LECTURE 13; SPEAKING INTERPERSONALLY II
The Co-operative Principle
(Conversational Maxims)
Normal conversation proceeds smoothly because speakers and listeners co-operate in them to make them work.
Paul Grice (1975) has described four ‘maxims’ or principles, which develop co-operative behaviour. These maxims are:
The Maxim of Quality (Be truthful)
Make your contribution one that is true. In other words:
- Do not say what you believe to be false.
- Do not say anything for which you lack adequate evidence.
The Maxim of Quantity(Be concise)
- Make your contribution just as informative as required and no more.
The Maxim of Relation(Be relevant)
- Make your conversation relevant and timely.
The Maxim of Manner(Be clear)
- Avoid obscurity and ambiguity.
In speech practice, these maxims are often broken or violated (flaunted or flouted) and, when this happens, listeners work harder to get at the underlying meaning, e.g.
Speaker:How did you find the play?
Listener:The lighting was good.
By choosing not to be relevant/informative as required, B is probably suggesting that the play is not worth watching.
Compare with the following exchange deliberately free of such ambiguity:
A:How did you find the play?
B:Oh, it was very interesting.
OR
B:Well, it was rather dull, so I left early.
(B is being relevant.)
ESL/EFL learners might have problems later in conversational situations where the maxims are not observed.
Gricean maxims might be realised differently in different cultures, and speakers/learners of second/foreign languages need to be told if they are saying too much or too little without realising it.
Being truthful or lying?
I’ve got a million beer bottles in my cellar, or
My car breaks down every five minutes.
(Figures of speech, hyperbole, or exaggeration for more forceful speech)
Queen Victoria was made of iron.
(‘was made of iron’ used as a metaphor)
I love it when you sing out of key all the time.
(Intended effect: irony or sarcasm)
(From Cook, 1989: 31)
Similarly, the other three maxims may be flouted in conversation for communication effect:
The Politeness Principle
The Gricean maxims are followed or violated to create social meaning as attitudes of the speaker are signalled to the listener.
There is another set of maxims that work in a similar way to convey social meaning through language use.
This alternative set has been suggested by the linguist Robin Lakoff. (1973), and is called the politeness principle comprising the maxims:
- Do not impose.
- Give options.
- Make your receiver feel good.
The Reality Principle
There is yet another principle of conversation that is less known. This is the principle of reality:
- The listener expects the speaker to talk about real and/or achievable things, unless there is evidence to the contrary.
E.g. ‘I’m flying to London tonight’ – the listener does not expect the speaker to literally sprout wings and fly to the destination mentioned (which, of course cannot be real nor achievable). Instead the listener knows that the person intends to board a plane for the same purpose.
- the reality principle can be, and is often, violated in various ways for humorous effect, irony, and figurative use of language.
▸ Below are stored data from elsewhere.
//! CLI command implementations.

use anyhow::{Context, Result};
use queuectl_core::{JobState, Queue, QueueConfig};
use queuectl_sqlite::SqliteBackend;
use serde::Deserialize;
use std::path::PathBuf;

pub mod config;
pub mod dlq;
pub mod worker;

/// Where the queue lives on disk.
pub struct Store {
    pub db: PathBuf,
    pub namespace: String,
    pub config: PathBuf,
}

impl Store {
    pub fn load_config(&self) -> Result<QueueConfig> {
        QueueConfig::load_or_init(&self.config)
            .with_context(|| format!("failed to load config from {}", self.config.display()))
    }

    pub async fn open(&self) -> Result<Queue> {
        let config = self.load_config()?;
        let backend = SqliteBackend::open(&self.db, &self.namespace)
            .await
            .with_context(|| format!("failed to open {}", self.db.display()))?;
        Ok(Queue::new(backend, config))
    }
}

#[derive(Deserialize)]
struct EnqueueRequest {
    command: String,
    max_retries: Option<u32>,
}

pub async fn enqueue(store: &Store, job_json: &str) -> Result<()> {
    let request: EnqueueRequest =
        serde_json::from_str(job_json).context("job must be JSON like {\"command\": \"...\"}")?;
    let queue = store.open().await?;
    let id = queue
        .create_and_enqueue(request.command, request.max_retries)
        .await?;
    println!("Job {} enqueued.", id);
    Ok(())
}

pub async fn status(store: &Store) -> Result<()> {
    let stats = store.open().await?.stats().await?;
    println!("Job States Summary:");
    for state in JobState::ALL {
        println!("{}: {}", state, stats.get(state));
    }
    Ok(())
}

pub async fn list(store: &Store, state: Option<&str>) -> Result<()> {
    let state = state.map(str::parse::<JobState>).transpose()?;
    let jobs = store.open().await?.list_jobs(state).await?;
    if jobs.is_empty() {
        println!("No jobs.");
    }
    for job in jobs {
        println!(
            "{} - {} - {} - attempts: {} (max retries: {})",
            job.id, job.command, job.state, job.attempts, job.max_retries
        );
    }
    Ok(())
}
The Complex Social Dimension of Conversational Principles
- The co-operative, politeness, and reality principles, and the interactions among them in real life conversation make speech a very complex process.
- Generally, how the principles are applied reflect a dual purpose in human communication:
- In most situations, people are able to act efficiently with each other, while establishing and maintaining relationships i.e. speech efficiency is dominant/more important. See Cook’s example (1) below.
- In some situations, relationships might become more dominant while other purposes might not be of much importance. See Cook’s example (2) below.
Examples by Cook (1989, p. 34):
(1)In an emergency, when immediate action is needed, people cannot afford to be polite: if you saw a heavy chandelier about to fall on someone's head in a cinema, you would be forgiven if you shouted ‘Move!’
(2)If you shouted ‘Move!’ at someone obstructing your view of the screen at the cinema, you would be considered rude. Thus in the second instance you are more likely to say, ‘Excuse me, would you mind moving slightly. I can’t see the screen very clearly.’